Comíamos lo típico de las ferias: sopes, enchiladas, espiroquetas con una gruesa capa de polvo encima. Nos formábamos hasta tres veces en cada juego y por increíble que parezca nunca volvíamos el estómago. Había un juego en particular que amábamos, era una especie de pozo de metal y uno se paraba de espaldas a la pared, empezaba a dar vueltas y el piso comenzaba a bajar, la fuerza centrífuga hacía que te pegaras a la pared. Era divertidísimo ver a los de enfrente con todo el pelo pegado y los cachetes estirados.
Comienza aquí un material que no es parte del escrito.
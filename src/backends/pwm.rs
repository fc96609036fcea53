//! PWM slice backend: N pulses at frequency f, counted down by a shared
//! wrap IRQ that kills the slice after the last pulse.
//!
//! The divisor search is pure and lives up top; the slice driver and the
//! process-wide wrap handler sit behind the `rp2040` feature.

use num_traits::Float;

/// Soft band the wrap value is steered into: high enough to keep duty
/// resolution, low enough to keep the wrap IRQ rate sane.
pub const WRAP_MIN: u32 = 400;
pub const WRAP_MAX: u32 = 20_000;

const W_FREQ: f32 = 1.0;
const W_WRAP: f32 = 0.02;

/// One slice configuration and the step frequency it actually yields.
/// The divisor is 8.4 fixed point (`div_int + div_frac / 16`).
#[derive(Clone, Copy, Debug, PartialEq)]
pub struct PwmParams {
    pub div_int: u8,
    pub div_frac: u8,
    pub wrap: u16,
    pub level: u16,
    pub f_real: f32,
}

impl PwmParams {
    /// Search the divisor grid for the cheapest `(div, wrap)` pair for `hz`:
    /// frequency error is weighted against distance from the soft wrap
    /// band, subject to the hard wrap range `[2, 65535]`. Falls back to a
    /// straight divisor clamp when no candidate fits the hard range.
    pub fn pick(f_sys: u32, hz: u32) -> PwmParams {
        let hz = hz.max(1);
        let counts_16 = f_sys as u64 * 16;
        let mut best: Option<(f32, PwmParams)> = None;

        for div16 in 16u64..=4095 {
            let denom = div16 * hz as u64;
            let period = (counts_16 + denom / 2) / denom;
            if !(3..=65_536).contains(&period) {
                continue;
            }
            let wrap = (period - 1) as u32;
            let f_real = counts_16 as f32 / (div16 * period) as f32;
            let rel_err = (f_real - hz as f32).abs() / hz as f32;
            let wrap_penalty = if wrap < WRAP_MIN {
                (WRAP_MIN - wrap) as f32 / WRAP_MIN as f32
            } else if wrap > WRAP_MAX {
                (wrap - WRAP_MAX) as f32 / WRAP_MAX as f32
            } else {
                0.0
            };
            let score = W_FREQ * rel_err + W_WRAP * wrap_penalty;
            if best.as_ref().map_or(true, |(s, _)| score < *s) {
                best = Some((
                    score,
                    PwmParams {
                        div_int: (div16 >> 4) as u8,
                        div_frac: (div16 & 0xF) as u8,
                        wrap: wrap as u16,
                        level: (wrap / 2) as u16,
                        f_real,
                    },
                ));
            }
        }

        match best {
            Some((_, params)) => params,
            None => {
                // nothing lands in the hard range; pin wrap at max and clamp
                // the divisor toward the request
                let div = (f_sys as f32 / (hz as f32 * 65_536.0)).clamp(1.0, 255.9375);
                let div16 = (div * 16.0).round() as u32;
                let f_real = counts_16 as f32 / (div16 as u64 * 65_536) as f32;
                PwmParams {
                    div_int: (div16 >> 4) as u8,
                    div_frac: (div16 & 0xF) as u8,
                    wrap: 65_535,
                    level: 65_535 / 2,
                    f_real,
                }
            }
        }
    }
}

cfg_if::cfg_if! {
    if #[cfg(feature = "rp2040")] {

use core::sync::atomic::{AtomicU32, AtomicU8, Ordering};

use rp2040_pac as pac;

use super::rp2040::{park_low, set_function, FUNCSEL_PWM};

const NO_PIN: u8 = 0xFF;

// Per-slice wrap countdowns for the shared IRQ. The handler filters on
// ACTIVE_SLICES, so slices owned by other code never get touched.
const ZERO_STEPS: AtomicU32 = AtomicU32::new(0);
static REMAINING_STEPS: [AtomicU32; 8] = [ZERO_STEPS; 8];
static ACTIVE_SLICES: AtomicU8 = AtomicU8::new(0);
// STEP pin bound to each active slice, so the IRQ can park it idle-low.
const UNBOUND: AtomicU8 = AtomicU8::new(NO_PIN);
static SLICE_PIN: [AtomicU8; 8] = [UNBOUND; 8];

/// Slice driving a given GPIO.
pub fn slice_for_pin(pin: u8) -> u8 {
    (pin >> 1) & 0x7
}

fn pwm() -> &'static pac::pwm::RegisterBlock {
    unsafe { &*pac::PWM::ptr() }
}

fn mark_active(slice: usize, on: bool) {
    cortex_m::interrupt::free(|_| {
        let mask = ACTIVE_SLICES.load(Ordering::Relaxed);
        let mask = if on {
            mask | 1 << slice
        } else {
            mask & !(1 << slice)
        };
        ACTIVE_SLICES.store(mask, Ordering::Relaxed);
    });
}

/// One-time bring-up for a STEP pin: park it low, zero its counter, and
/// install the shared wrap handler (unmasking twice is harmless).
pub fn init(pin: u8) {
    let slice = slice_for_pin(pin) as usize;
    REMAINING_STEPS[slice].store(0, Ordering::Relaxed);
    park_low(pin);
    unsafe { cortex_m::peripheral::NVIC::unmask(pac::Interrupt::PWM_IRQ_WRAP) };
}

fn program_slice(pin: u8, params: &PwmParams) {
    let slice = slice_for_pin(pin) as usize;
    let ch = &pwm().ch[slice];
    ch.csr.modify(|_, w| w.en().clear_bit());
    ch.div.write(|w| unsafe {
        w.int().bits(params.div_int);
        w.frac().bits(params.div_frac);
        w
    });
    ch.top.write(|w| unsafe { w.top().bits(params.wrap) });
    if pin & 1 == 0 {
        ch.cc.modify(|_, w| unsafe { w.a().bits(params.level) });
    } else {
        ch.cc.modify(|_, w| unsafe { w.b().bits(params.level) });
    }
    ch.ctr.write(|w| unsafe { w.ctr().bits(0) });
}

/// Emit exactly `steps` pulses at `hz` on `pin`. No-op when either is 0.
pub fn run(pin: u8, f_sys: u32, hz: u32, steps: u32) {
    if hz == 0 || steps == 0 {
        return;
    }
    let params = PwmParams::pick(f_sys, hz);
    let slice = slice_for_pin(pin) as usize;
    program_slice(pin, &params);

    REMAINING_STEPS[slice].store(steps, Ordering::Relaxed);
    SLICE_PIN[slice].store(pin, Ordering::Relaxed);
    mark_active(slice, true);

    let p = pwm();
    p.intr.write(|w| unsafe { w.bits(1 << slice) });
    p.inte.modify(|r, w| unsafe { w.bits(r.bits() | 1 << slice) });
    p.ch[slice].csr.modify(|_, w| w.en().set_bit());
    set_function(pin, FUNCSEL_PWM);
}

/// Free-running square wave at `hz`, no pulse counting; the arbiter ends it
/// by deadline.
pub fn run_free(pin: u8, f_sys: u32, hz: u32) {
    if hz == 0 {
        return;
    }
    let params = PwmParams::pick(f_sys, hz);
    let slice = slice_for_pin(pin) as usize;
    program_slice(pin, &params);
    pwm().ch[slice].csr.modify(|_, w| w.en().set_bit());
    set_function(pin, FUNCSEL_PWM);
}

/// Kill the slice and park the pin. Disabling the slice alone leaves the
/// output at whatever level the frozen comparison gives, so the pin is
/// always handed back to GPIO-low.
pub fn stop(pin: u8) {
    let slice = slice_for_pin(pin) as usize;
    let p = pwm();
    p.ch[slice].csr.modify(|_, w| w.en().clear_bit());
    p.inte.modify(|r, w| unsafe { w.bits(r.bits() & !(1 << slice)) });
    p.intr.write(|w| unsafe { w.bits(1 << slice) });
    REMAINING_STEPS[slice].store(0, Ordering::Relaxed);
    SLICE_PIN[slice].store(NO_PIN, Ordering::Relaxed);
    mark_active(slice, false);
    park_low(pin);
}

/// Shared wrap handler; call from the PWM_IRQ_WRAP interrupt. One wrap is
/// one emitted pulse: count down, and on the last pulse kill the slice and
/// park its pin before the next period can start.
pub fn on_wrap_irq() {
    let p = pwm();
    let fired = (p.ints.read().bits() as u8) & ACTIVE_SLICES.load(Ordering::Relaxed);
    for slice in 0..8usize {
        if fired & (1 << slice) == 0 {
            continue;
        }
        p.intr.write(|w| unsafe { w.bits(1 << slice) });
        let remaining = REMAINING_STEPS[slice].load(Ordering::Relaxed);
        if remaining > 1 {
            REMAINING_STEPS[slice].store(remaining - 1, Ordering::Relaxed);
        } else {
            p.ch[slice].csr.modify(|_, w| w.en().clear_bit());
            p.inte
                .modify(|r, w| unsafe { w.bits(r.bits() & !(1 << slice)) });
            REMAINING_STEPS[slice].store(0, Ordering::Relaxed);
            mark_active(slice, false);
            let pin = SLICE_PIN[slice].load(Ordering::Relaxed);
            SLICE_PIN[slice].store(NO_PIN, Ordering::Relaxed);
            if pin != NO_PIN {
                park_low(pin);
            }
        }
    }
}

    }
}

#[cfg(test)]
mod tests {
    use super::*;

    const F_SYS: u32 = 125_000_000;

    #[test]
    fn exact_divisor_inside_the_soft_band_wins() {
        // div = 6.25 gives 20000 counts per period: exact 1 kHz, wrap in band
        let p = PwmParams::pick(F_SYS, 1_000);
        assert_eq!((p.div_int, p.div_frac), (6, 4));
        assert_eq!(p.wrap, 19_999);
        assert_eq!(p.level, 9_999);
        assert_eq!(p.f_real, 1_000.0);
    }

    #[test]
    fn frequency_error_stays_inside_the_wrap_resolution() {
        for hz in [100, 317, 800, 1_000, 10_000, 50_000] {
            let p = PwmParams::pick(F_SYS, hz);
            let rel = (p.f_real - hz as f32).abs() / hz as f32;
            assert!(rel < 1.0 / WRAP_MIN as f32, "hz={hz} rel={rel}");
            assert!((2..=65_535).contains(&(p.wrap as u32)));
            assert_eq!(p.level, p.wrap / 2);
        }
    }

    #[test]
    fn very_low_frequencies_fall_back_to_the_divisor_clamp() {
        // 1 Hz is below what div=256, wrap=65535 can reach
        let p = PwmParams::pick(F_SYS, 1);
        assert_eq!(p.wrap, 65_535);
        assert_eq!((p.div_int, p.div_frac), (255, 15));
    }

    #[test]
    fn high_frequencies_shed_the_soft_band_for_accuracy() {
        // 50 kHz wants 2500 counts at div 1: in band, exact
        let p = PwmParams::pick(F_SYS, 50_000);
        assert_eq!((p.div_int, p.div_frac), (1, 0));
        assert_eq!(p.wrap, 2_499);
        assert_eq!(p.f_real, 50_000.0);
    }
}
Creo que mi rechazo adulto a la época navideña no es más que una nostalgia mal entendida de mis años de niñez y adolescencia. Ahora todo me parece mal y chocante: el tráfico, la presión de cumplir con la mayor cantidad de compromisos, el gasto desmedido en cosas innecesarias, pero sobre todo las tradiciones que hemos adoptado de nuestros vecinos del norte. No puedo entender estas nuevas modas de los duendes de Santa Claus y cosas así que me parecen francamente macabras, ni las elitistas villas navideñas en los centros comerciales y bueno, peor aún cuando incluyen nieve artificial cada hora. Me chocan las fiestas con música de Michael Bublé y la edición de chocolates navideños.

Tan felices que éramos con las tradiciones adaptadas al estilo latino y disfrutando de cosas mucho más sencillas como poner nacimientos en los que los pastores eran del mismo tamaño que los pollos que convivían sin ningún empacho con elefantes, jirafas y burros y por los que pasaba un río hecho de papel aluminio con peces y tropicales flamingos, todo amurallado por un elegante pliego de papel roca, y disfrutar de las pastorelas de diablos contra pastores.
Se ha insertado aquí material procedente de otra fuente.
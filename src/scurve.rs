//! S-curve profile generator for the streamed pulse engine.
//!
//! Produces the flat `(duty, steps)` word stream a DMA channel feeds to the
//! pulse state machine: a bell-weighted acceleration ramp, an optional
//! cruise chunk, the ramp reversed, and the terminating `(0, 0)` pair.
//! Pure compute; the caller owns the buffer for the lifetime of the stream.

use num_traits::Float;

use crate::timing::hz_to_duty;

/// Most segments emitted per ramp side.
pub const MAX_RAMP_SEGMENTS: usize = 32;

/// Upper bound on the words one profile can occupy: two ramps of
/// `MAX_RAMP_SEGMENTS` pairs, one cruise pair, and the end marker.
pub const MAX_PROFILE_WORDS: usize = MAX_RAMP_SEGMENTS * 4 + 4;

/// Bell weight at the mid-point of ramp slice `i` of `m`.
fn bell(i: usize, m: usize) -> f32 {
    let u = (i as f32 + 0.5) / m as f32;
    6.0 * u * (1.0 - u)
}

/// Build the word stream for one motion of `total_steps` pulses peaking at
/// `v_max` Hz, with `ramp_steps` nominally spent in each ramp. Returns the
/// number of words written, end marker included.
///
/// Short strokes (`total_steps <= 2 * ramp_steps`) shrink the ramps to half
/// the move and scale every speed, the cruise chunk's included, by the same
/// ratio so the profile keeps its shape instead of clipping.
pub fn plan_profile(
    f_sys: u32,
    v_max: u32,
    total_steps: u32,
    ramp_steps: u32,
    out: &mut [u32; MAX_PROFILE_WORDS],
) -> usize {
    let mut n = 0usize;

    if total_steps > 0 && v_max > 0 {
        let (ramp, alpha) = if ramp_steps == 0 {
            (0, 1.0f32)
        } else if total_steps <= 2 * ramp_steps {
            let r = total_steps / 2;
            (r, r as f32 / ramp_steps as f32)
        } else {
            (ramp_steps, 1.0)
        };
        let cruise = total_steps - 2 * ramp;

        let m = (ramp as usize).min(MAX_RAMP_SEGMENTS);
        let mut counts = [0u32; MAX_RAMP_SEGMENTS];
        let mut speeds = [0u32; MAX_RAMP_SEGMENTS];

        if m > 0 {
            let mut weight_sum = 0.0f32;
            for i in 0..m {
                weight_sum += bell(i, m);
            }

            // Allocate ramp steps proportionally to the weights: floor every
            // slice, then hand the leftovers to the largest remainders until
            // the ramp total is exact.
            let mut remainders = [0.0f32; MAX_RAMP_SEGMENTS];
            let mut allocated = 0u32;
            for i in 0..m {
                let exact = ramp as f32 * bell(i, m) / weight_sum;
                let floor = exact.floor();
                counts[i] = floor as u32;
                remainders[i] = exact - floor;
                allocated += counts[i];
            }
            let mut leftover = ramp - allocated;
            while leftover > 0 {
                let mut best = 0;
                for i in 1..m {
                    if remainders[i] > remainders[best] {
                        best = i;
                    }
                }
                counts[best] += 1;
                remainders[best] = -1.0;
                leftover -= 1;
            }

            for i in 0..m {
                let v = (v_max as f32 * alpha * bell(i, m)).round();
                speeds[i] = if v < 1.0 { 1 } else { v as u32 };
            }
        }

        // acceleration
        for i in 0..m {
            if counts[i] == 0 {
                continue;
            }
            out[n] = hz_to_duty(f_sys, speeds[i]);
            out[n + 1] = counts[i];
            n += 2;
        }
        // cruise (also carries the odd leftover step of short strokes, at
        // the scaled peak so a slowed move stays slow)
        if cruise > 0 {
            let cruise_hz = (v_max as f32 * alpha).round();
            let cruise_hz = if cruise_hz < 1.0 { 1 } else { cruise_hz as u32 };
            out[n] = hz_to_duty(f_sys, cruise_hz);
            out[n + 1] = cruise;
            n += 2;
        }
        // deceleration: the acceleration ramp reversed
        for i in (0..m).rev() {
            if counts[i] == 0 {
                continue;
            }
            out[n] = hz_to_duty(f_sys, speeds[i]);
            out[n + 1] = counts[i];
            n += 2;
        }
    }

    out[n] = 0;
    out[n + 1] = 0;
    n + 2
}

/// Wall-clock estimate for a planned word stream, in microseconds. This is
/// what the arbiter wants as the stream deadline.
pub fn profile_micros(f_sys: u32, words: &[u32]) -> u32 {
    let mut cycles: u64 = 0;
    for pair in words.chunks_exact(2) {
        let (duty, steps) = (pair[0] as u64, pair[1] as u64);
        if duty == 0 {
            break;
        }
        cycles += steps * (2 * duty + crate::timing::PIO_OVERHEAD_CYCLES as u64);
    }
    let us = (cycles * 1_000_000 + f_sys as u64 / 2) / f_sys as u64;
    us.min(i32::MAX as u64) as u32
}

#[cfg(test)]
mod tests {
    use super::*;

    const F_SYS: u32 = 125_000_000;

    fn emitted_steps(words: &[u32]) -> u32 {
        words.chunks(2).map(|pair| pair[1]).sum()
    }

    #[test]
    fn conserves_steps_and_terminates() {
        for total in [1, 2, 10, 199, 1_000, 64_000] {
            let mut out = [0u32; MAX_PROFILE_WORDS];
            let n = plan_profile(F_SYS, 2_000, total, 400, &mut out);
            assert!(n >= 2 && n % 2 == 0);
            assert_eq!(&out[n - 2..n], &[0, 0], "total={total}");
            assert_eq!(emitted_steps(&out[..n - 2]), total, "total={total}");
        }
    }

    #[test]
    fn long_move_has_a_cruise_chunk_at_v_max() {
        let mut out = [0u32; MAX_PROFILE_WORDS];
        let n = plan_profile(F_SYS, 2_000, 10_000, 400, &mut out);
        let cruise_duty = hz_to_duty(F_SYS, 2_000);
        let pairs: Vec<_> = out[..n - 2].chunks(2).collect();
        let cruise: Vec<_> = pairs.iter().filter(|p| p[0] == cruise_duty).collect();
        assert_eq!(cruise.len(), 1);
        assert_eq!(cruise[0][1], 10_000 - 2 * 400);
    }

    #[test]
    fn profile_is_symmetric_around_the_cruise() {
        let mut out = [0u32; MAX_PROFILE_WORDS];
        let n = plan_profile(F_SYS, 2_000, 10_000, 400, &mut out);
        let pairs: Vec<_> = out[..n - 2].chunks(2).collect();
        let ramp = (pairs.len() - 1) / 2;
        for i in 0..ramp {
            assert_eq!(pairs[i], pairs[pairs.len() - 1 - i]);
        }
    }

    #[test]
    fn short_stroke_shrinks_the_ramp_and_the_peak() {
        // 100/101 steps against a nominal 400-step ramp: alpha = 50/400.
        // The odd total leaves one leftover cruise pulse, which must obey
        // the scaled ceiling like every ramp segment.
        for total in [100u32, 101] {
            let mut out = [0u32; MAX_PROFILE_WORDS];
            let n = plan_profile(F_SYS, 2_000, total, 400, &mut out);
            assert_eq!(emitted_steps(&out[..n - 2]), total, "total={total}");
            let alpha = 50.0 / 400.0;
            let ceiling = (2_000.0 * alpha * 1.5).round() as u32 + 1;
            for pair in out[..n - 2].chunks(2) {
                let hz_approx = F_SYS / (2 * pair[0] + crate::timing::PIO_OVERHEAD_CYCLES);
                assert!(
                    hz_approx <= ceiling,
                    "total={total} segment speed {hz_approx} over {ceiling}"
                );
            }
        }
    }

    #[test]
    fn degenerate_inputs_emit_only_the_end_marker() {
        let mut out = [0u32; MAX_PROFILE_WORDS];
        assert_eq!(plan_profile(F_SYS, 2_000, 0, 400, &mut out), 2);
        assert_eq!(&out[..2], &[0, 0]);
        assert_eq!(plan_profile(F_SYS, 0, 100, 400, &mut out), 2);
    }

    #[test]
    fn profile_micros_matches_the_per_step_cost() {
        // 200 steps at a constant 800 Hz is 0.25 s, within rounding
        let mut out = [0u32; MAX_PROFILE_WORDS];
        let n = plan_profile(F_SYS, 800, 200, 0, &mut out);
        let us = profile_micros(F_SYS, &out[..n]);
        assert!((us as i64 - 250_000).abs() < 100, "us={us}");
    }

    #[test]
    fn zero_ramp_is_all_cruise() {
        let mut out = [0u32; MAX_PROFILE_WORDS];
        let n = plan_profile(F_SYS, 800, 200, 0, &mut out);
        assert_eq!(n, 4);
        assert_eq!(out[0], hz_to_duty(F_SYS, 800));
        assert_eq!(out[1], 200);
    }
}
Como a todos los quejosos, todo me pasa, diciembre suele ser un mes complicado en el que sufro los más ridículos accidentes como cuando me pegué un toque tremendo probando las luces del nacimiento por pisar el musgo húmedo o como cuando traje el árbol natural y una araña me brinco en la cabeza, o cuando pesqué una Influenza N1H1 por insistir en no tapar mi brillante vestido de lentejuelas con ningún abrigo, o como cuando agarré tremenda fiesta el 23 de diciembre y al otro día tuve que trabajar e irme manejando en la noche para depositar lo que quedaba de mí en la cena navideña familiar.

En resumen, fuera de la feria a la que ya nunca puedo ir por trabajo, lo único que me queda es soportar como espartana que esto pase con la menor cantidad de contratiempos posibles, que no me metan a ningún intercambio, que no me haga daño tanta comida y que no engorde lo que yo sé que me merezco engordar, que no pesque algún virus o fiebre tifoidea por el frío, la comida callejera y los innumerables recalentados y que en la cena familiar no me dé por echar pleito con mi mamá que siempre le da mejores regalos a mis hermanos que a mí.

Que enero y febrero meses todavía más difíciles porque son igual de fríos, pero sin fiestas y padeciendo la cuesta de enero y la resaca navideña no me depriman tanto como el último año en cuestión y que me valgan los propósitos y no haga un solo intento por pretender ser mejor persona o hacer deporte o levantarme más temprano y mucho menos por dejar de ver los fantásticos y morbosos programas de Discovery Home & Health.